[Records contained in a dataset]
****************

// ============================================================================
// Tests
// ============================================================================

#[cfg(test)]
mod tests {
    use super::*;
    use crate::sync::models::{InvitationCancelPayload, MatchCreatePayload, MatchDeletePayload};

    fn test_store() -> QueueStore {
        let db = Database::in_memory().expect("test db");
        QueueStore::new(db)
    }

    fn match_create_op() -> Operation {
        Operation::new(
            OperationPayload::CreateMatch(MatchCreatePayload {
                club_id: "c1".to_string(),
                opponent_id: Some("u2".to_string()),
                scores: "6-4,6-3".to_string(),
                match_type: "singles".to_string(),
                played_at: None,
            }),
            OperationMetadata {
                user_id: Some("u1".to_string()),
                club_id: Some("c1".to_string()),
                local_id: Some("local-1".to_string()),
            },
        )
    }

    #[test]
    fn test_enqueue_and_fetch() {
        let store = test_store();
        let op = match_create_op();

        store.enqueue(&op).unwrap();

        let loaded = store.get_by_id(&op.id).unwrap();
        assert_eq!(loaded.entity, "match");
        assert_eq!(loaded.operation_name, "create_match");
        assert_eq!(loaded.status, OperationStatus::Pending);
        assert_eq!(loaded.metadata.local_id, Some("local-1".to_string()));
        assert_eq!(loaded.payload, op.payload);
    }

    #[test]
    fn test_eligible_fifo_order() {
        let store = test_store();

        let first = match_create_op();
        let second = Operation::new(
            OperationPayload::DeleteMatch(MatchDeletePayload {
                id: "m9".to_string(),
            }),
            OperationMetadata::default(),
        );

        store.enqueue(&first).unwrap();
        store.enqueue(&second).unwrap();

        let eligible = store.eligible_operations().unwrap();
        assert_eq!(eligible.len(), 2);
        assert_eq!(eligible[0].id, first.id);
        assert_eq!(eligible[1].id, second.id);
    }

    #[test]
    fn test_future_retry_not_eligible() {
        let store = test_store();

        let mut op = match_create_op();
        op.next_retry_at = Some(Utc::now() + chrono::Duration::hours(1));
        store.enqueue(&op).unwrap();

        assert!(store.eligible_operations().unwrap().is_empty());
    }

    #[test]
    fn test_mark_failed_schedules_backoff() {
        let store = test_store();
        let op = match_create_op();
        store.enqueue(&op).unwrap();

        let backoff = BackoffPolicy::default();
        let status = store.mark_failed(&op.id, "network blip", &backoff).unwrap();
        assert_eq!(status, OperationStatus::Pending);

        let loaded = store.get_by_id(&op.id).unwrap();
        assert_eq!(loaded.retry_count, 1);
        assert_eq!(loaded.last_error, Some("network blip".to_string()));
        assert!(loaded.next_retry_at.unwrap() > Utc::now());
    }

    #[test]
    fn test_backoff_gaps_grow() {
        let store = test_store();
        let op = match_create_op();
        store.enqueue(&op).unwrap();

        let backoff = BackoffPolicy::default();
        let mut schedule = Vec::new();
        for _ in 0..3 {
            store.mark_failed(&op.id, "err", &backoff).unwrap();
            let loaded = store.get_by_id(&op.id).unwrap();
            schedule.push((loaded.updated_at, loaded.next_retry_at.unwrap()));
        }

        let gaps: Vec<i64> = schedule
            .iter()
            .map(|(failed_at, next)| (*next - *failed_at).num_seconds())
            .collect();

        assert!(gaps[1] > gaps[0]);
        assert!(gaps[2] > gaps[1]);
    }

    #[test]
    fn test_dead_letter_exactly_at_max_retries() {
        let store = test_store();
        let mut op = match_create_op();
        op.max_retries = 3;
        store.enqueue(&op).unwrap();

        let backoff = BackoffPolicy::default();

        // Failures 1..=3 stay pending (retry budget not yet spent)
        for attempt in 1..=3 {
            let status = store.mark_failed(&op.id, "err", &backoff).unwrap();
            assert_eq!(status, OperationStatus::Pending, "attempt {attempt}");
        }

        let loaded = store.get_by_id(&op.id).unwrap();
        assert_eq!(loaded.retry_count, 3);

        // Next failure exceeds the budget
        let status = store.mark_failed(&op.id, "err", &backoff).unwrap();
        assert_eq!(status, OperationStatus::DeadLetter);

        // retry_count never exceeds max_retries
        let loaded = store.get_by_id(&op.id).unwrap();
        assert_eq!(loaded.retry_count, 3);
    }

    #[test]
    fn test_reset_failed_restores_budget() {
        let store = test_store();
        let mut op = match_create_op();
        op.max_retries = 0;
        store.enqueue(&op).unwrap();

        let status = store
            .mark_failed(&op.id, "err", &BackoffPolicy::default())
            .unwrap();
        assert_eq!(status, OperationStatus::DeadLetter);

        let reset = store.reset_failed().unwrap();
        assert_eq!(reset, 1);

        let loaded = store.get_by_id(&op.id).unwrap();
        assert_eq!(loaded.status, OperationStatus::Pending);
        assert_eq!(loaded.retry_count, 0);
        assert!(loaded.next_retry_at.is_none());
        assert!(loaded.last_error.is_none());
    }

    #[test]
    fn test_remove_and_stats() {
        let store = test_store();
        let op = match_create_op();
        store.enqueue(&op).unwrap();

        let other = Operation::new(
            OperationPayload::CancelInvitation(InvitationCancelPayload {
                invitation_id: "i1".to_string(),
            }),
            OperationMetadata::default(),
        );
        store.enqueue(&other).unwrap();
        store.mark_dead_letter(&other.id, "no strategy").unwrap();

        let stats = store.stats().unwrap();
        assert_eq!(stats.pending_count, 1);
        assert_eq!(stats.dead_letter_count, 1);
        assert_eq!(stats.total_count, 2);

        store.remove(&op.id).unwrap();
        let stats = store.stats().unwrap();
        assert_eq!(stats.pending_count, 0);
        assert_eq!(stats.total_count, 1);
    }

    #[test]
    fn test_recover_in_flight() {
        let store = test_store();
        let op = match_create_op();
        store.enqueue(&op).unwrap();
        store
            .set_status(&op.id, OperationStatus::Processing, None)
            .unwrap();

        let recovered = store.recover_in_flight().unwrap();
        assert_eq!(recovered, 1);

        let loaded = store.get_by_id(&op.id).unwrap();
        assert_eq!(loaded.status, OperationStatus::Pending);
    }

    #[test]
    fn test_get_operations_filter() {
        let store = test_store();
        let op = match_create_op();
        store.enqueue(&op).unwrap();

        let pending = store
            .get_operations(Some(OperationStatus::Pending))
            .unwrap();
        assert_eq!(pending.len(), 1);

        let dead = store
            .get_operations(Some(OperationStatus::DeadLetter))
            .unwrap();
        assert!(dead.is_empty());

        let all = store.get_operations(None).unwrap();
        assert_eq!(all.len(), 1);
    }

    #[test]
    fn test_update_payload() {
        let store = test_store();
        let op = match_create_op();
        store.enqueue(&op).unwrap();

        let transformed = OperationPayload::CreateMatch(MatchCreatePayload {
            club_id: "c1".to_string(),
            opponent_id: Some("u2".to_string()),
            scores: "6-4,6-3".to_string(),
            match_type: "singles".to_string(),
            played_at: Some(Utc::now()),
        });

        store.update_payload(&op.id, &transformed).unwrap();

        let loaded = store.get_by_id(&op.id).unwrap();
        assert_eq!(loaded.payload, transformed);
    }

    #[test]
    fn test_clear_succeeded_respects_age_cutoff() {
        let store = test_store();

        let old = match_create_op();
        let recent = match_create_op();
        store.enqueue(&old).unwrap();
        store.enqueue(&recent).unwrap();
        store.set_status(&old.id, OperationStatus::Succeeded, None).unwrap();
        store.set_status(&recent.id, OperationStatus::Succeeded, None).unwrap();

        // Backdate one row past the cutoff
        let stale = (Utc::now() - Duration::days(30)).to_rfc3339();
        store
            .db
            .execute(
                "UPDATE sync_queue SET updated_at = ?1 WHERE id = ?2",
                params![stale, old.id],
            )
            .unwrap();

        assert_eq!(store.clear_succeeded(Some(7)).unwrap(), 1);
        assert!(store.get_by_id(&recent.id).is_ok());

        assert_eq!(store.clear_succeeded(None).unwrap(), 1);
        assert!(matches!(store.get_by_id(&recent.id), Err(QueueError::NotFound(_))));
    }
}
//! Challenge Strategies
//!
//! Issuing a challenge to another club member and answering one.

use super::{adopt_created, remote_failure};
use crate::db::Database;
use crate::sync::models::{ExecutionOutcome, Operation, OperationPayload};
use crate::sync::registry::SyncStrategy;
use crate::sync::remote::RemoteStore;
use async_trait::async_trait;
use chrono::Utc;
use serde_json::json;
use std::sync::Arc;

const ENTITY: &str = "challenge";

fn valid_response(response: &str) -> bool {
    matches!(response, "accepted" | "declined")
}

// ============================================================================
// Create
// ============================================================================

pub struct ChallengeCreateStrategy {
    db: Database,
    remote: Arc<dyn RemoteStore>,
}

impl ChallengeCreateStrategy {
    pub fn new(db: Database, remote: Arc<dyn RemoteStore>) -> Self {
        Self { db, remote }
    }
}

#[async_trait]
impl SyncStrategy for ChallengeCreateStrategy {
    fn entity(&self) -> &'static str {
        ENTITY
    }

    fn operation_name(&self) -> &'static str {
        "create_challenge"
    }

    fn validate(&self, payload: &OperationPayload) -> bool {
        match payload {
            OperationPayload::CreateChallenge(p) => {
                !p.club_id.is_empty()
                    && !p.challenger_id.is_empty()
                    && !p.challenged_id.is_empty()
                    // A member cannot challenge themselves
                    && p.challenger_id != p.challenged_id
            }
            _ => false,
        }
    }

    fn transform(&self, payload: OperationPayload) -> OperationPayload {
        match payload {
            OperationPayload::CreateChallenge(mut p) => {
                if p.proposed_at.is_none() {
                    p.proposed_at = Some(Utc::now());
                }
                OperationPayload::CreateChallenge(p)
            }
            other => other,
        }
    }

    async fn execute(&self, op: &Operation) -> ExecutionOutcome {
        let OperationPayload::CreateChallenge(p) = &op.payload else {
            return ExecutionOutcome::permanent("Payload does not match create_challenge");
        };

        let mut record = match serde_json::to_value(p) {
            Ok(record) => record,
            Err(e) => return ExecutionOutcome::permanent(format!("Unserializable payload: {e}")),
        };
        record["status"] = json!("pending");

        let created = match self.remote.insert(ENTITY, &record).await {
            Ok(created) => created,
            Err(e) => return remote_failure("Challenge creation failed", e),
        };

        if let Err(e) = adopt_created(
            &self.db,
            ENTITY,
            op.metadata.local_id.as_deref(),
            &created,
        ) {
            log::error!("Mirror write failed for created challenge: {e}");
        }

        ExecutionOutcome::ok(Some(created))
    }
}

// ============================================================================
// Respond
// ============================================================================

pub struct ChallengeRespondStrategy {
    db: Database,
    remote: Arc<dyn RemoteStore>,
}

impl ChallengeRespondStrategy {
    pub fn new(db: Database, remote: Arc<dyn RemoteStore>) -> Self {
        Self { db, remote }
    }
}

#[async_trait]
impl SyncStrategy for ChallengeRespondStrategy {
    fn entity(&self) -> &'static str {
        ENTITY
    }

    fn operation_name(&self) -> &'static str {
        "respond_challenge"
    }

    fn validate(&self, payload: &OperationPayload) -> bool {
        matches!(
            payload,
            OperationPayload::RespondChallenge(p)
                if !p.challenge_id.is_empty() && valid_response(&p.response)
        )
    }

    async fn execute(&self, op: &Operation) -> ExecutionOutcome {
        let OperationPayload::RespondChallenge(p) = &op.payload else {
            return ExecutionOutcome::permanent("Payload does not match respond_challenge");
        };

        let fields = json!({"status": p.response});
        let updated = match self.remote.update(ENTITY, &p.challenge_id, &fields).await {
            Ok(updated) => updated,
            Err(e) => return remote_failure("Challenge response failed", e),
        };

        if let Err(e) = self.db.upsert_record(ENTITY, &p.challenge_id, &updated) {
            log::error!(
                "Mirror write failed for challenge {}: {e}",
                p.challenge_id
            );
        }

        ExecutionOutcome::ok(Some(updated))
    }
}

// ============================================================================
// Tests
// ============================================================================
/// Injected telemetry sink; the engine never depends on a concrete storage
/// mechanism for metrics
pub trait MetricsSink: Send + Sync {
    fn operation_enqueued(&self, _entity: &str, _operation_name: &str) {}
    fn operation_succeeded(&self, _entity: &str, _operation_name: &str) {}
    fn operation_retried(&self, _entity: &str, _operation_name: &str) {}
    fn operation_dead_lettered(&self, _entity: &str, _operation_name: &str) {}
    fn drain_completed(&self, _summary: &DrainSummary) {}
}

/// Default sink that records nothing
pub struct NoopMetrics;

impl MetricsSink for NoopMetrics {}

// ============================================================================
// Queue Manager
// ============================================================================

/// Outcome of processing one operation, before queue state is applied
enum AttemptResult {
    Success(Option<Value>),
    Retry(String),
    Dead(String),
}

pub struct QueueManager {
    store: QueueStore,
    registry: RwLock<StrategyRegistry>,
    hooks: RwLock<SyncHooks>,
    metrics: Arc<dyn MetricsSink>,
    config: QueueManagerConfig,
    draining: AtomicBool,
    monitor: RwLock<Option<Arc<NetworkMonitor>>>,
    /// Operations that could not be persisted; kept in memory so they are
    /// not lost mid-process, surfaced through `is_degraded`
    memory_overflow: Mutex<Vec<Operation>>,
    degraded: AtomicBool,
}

****************

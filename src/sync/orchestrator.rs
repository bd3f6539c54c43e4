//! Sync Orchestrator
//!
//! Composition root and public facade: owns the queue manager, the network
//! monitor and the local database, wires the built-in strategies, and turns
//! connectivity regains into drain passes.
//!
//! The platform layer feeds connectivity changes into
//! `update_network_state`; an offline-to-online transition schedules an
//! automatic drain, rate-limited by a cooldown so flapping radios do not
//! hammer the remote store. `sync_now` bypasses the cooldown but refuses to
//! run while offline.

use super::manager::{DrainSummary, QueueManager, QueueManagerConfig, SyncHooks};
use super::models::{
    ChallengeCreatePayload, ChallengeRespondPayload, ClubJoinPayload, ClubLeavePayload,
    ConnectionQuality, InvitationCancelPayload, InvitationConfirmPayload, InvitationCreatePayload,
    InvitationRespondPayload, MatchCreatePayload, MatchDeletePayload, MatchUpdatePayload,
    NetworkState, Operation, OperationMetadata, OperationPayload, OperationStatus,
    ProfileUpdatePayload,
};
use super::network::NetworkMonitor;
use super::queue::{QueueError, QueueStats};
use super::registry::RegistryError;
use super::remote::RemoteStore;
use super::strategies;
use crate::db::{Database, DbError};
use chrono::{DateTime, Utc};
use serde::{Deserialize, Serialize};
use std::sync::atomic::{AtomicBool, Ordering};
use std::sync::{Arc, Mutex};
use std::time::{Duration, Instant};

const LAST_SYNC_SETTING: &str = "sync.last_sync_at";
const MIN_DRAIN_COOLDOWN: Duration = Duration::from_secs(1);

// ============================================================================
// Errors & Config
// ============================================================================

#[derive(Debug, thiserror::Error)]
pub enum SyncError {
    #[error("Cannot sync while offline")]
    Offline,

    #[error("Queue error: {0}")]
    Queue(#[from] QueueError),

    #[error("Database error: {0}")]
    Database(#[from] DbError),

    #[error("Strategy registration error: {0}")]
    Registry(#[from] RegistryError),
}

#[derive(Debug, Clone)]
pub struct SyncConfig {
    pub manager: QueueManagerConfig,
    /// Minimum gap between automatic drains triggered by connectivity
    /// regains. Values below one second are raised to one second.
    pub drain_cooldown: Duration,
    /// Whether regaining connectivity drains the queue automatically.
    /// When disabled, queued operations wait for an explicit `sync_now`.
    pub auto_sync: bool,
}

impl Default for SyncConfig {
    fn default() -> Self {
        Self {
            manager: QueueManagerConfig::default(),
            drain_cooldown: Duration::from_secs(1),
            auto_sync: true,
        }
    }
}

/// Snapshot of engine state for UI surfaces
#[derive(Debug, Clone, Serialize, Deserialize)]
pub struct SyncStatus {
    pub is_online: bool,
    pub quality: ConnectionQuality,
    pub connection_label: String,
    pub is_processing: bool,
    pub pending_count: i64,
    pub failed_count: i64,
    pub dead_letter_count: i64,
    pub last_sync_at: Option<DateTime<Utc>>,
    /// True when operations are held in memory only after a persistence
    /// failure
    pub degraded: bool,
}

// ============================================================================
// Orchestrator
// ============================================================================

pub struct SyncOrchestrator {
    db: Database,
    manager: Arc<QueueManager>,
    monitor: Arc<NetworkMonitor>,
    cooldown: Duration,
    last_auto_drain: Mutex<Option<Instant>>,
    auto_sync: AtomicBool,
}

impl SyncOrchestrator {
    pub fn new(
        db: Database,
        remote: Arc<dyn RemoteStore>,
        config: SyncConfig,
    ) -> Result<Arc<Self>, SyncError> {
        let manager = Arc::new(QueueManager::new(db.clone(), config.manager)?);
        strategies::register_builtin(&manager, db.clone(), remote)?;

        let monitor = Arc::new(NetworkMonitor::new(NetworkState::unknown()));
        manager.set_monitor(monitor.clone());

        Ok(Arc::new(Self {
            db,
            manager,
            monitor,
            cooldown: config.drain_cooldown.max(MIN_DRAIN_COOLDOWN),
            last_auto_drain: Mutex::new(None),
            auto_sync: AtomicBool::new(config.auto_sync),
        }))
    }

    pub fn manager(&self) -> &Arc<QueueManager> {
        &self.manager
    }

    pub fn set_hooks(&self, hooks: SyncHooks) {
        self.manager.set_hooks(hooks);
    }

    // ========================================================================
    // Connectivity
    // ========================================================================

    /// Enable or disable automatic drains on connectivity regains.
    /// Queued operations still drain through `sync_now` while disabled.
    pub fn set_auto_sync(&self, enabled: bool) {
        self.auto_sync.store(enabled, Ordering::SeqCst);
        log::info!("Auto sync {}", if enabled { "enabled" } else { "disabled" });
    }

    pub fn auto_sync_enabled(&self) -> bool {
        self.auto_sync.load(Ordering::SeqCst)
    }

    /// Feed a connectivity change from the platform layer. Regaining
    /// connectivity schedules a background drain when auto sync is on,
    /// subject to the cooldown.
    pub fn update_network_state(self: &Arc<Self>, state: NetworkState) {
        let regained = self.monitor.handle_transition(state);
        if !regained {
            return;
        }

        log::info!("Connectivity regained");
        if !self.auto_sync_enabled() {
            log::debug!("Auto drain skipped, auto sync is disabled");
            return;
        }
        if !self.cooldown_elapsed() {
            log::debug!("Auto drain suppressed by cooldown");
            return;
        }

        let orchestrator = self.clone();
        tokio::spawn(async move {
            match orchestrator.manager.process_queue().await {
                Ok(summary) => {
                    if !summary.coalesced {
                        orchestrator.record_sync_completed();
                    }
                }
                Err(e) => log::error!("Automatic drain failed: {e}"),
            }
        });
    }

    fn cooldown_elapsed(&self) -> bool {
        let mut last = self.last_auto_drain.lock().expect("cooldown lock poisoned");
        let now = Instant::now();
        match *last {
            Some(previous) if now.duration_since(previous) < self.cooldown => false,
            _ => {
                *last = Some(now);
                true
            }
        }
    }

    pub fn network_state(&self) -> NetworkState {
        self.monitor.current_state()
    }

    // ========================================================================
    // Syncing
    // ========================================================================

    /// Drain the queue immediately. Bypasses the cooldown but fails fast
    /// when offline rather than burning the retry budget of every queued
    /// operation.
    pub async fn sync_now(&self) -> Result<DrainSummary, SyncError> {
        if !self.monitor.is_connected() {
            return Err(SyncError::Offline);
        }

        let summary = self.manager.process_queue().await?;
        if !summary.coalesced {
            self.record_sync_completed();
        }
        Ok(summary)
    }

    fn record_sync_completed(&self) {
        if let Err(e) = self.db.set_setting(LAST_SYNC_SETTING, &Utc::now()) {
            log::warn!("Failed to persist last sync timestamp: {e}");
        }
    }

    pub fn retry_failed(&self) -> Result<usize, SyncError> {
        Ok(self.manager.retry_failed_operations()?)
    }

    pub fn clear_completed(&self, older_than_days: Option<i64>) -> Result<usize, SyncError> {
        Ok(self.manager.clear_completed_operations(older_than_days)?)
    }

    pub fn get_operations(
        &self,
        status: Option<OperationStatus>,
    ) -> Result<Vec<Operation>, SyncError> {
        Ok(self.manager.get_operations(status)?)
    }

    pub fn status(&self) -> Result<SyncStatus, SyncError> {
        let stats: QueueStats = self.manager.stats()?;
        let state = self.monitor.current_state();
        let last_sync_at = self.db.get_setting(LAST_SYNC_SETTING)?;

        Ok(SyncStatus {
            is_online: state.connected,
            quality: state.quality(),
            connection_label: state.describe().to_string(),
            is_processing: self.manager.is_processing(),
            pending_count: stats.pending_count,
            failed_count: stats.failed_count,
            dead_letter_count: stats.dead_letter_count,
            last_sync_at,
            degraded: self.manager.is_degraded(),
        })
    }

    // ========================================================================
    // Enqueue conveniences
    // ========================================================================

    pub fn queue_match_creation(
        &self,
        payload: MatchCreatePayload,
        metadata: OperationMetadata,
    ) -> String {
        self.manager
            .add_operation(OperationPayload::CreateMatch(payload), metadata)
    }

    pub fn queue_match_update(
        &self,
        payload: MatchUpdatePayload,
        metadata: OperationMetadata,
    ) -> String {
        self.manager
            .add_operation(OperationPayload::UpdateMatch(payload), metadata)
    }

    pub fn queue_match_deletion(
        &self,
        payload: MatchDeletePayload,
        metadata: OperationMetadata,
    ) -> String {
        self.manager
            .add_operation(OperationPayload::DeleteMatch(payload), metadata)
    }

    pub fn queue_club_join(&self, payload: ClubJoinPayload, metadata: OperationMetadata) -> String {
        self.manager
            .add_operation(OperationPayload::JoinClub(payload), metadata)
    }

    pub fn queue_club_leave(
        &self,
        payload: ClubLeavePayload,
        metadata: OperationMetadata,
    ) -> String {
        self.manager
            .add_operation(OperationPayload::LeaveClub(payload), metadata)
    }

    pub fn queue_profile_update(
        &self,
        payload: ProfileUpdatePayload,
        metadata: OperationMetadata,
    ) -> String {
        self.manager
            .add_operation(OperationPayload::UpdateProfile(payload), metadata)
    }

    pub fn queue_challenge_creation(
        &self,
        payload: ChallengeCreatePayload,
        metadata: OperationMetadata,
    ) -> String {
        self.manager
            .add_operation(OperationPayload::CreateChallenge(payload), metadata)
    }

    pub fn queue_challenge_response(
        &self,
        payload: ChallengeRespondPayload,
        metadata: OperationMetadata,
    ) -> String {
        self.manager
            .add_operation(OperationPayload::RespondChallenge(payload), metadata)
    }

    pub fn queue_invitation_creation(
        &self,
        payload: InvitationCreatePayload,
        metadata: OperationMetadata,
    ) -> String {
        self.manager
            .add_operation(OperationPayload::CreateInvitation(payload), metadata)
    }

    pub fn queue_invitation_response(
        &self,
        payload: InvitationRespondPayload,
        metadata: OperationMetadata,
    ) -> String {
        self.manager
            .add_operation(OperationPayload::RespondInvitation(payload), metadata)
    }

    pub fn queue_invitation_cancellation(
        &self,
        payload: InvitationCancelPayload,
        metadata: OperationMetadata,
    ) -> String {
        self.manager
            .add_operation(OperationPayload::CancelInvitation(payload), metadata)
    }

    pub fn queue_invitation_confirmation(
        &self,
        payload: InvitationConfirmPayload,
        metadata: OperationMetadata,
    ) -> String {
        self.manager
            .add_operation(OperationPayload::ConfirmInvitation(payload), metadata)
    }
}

****************

◆ Task statement: Select and copy each line from the data that includes the word "SyncStatus".

◆ Your response:
pub struct SyncStatus {
    pub fn status(&self) -> Result<SyncStatus, SyncError> {
        Ok(SyncStatus {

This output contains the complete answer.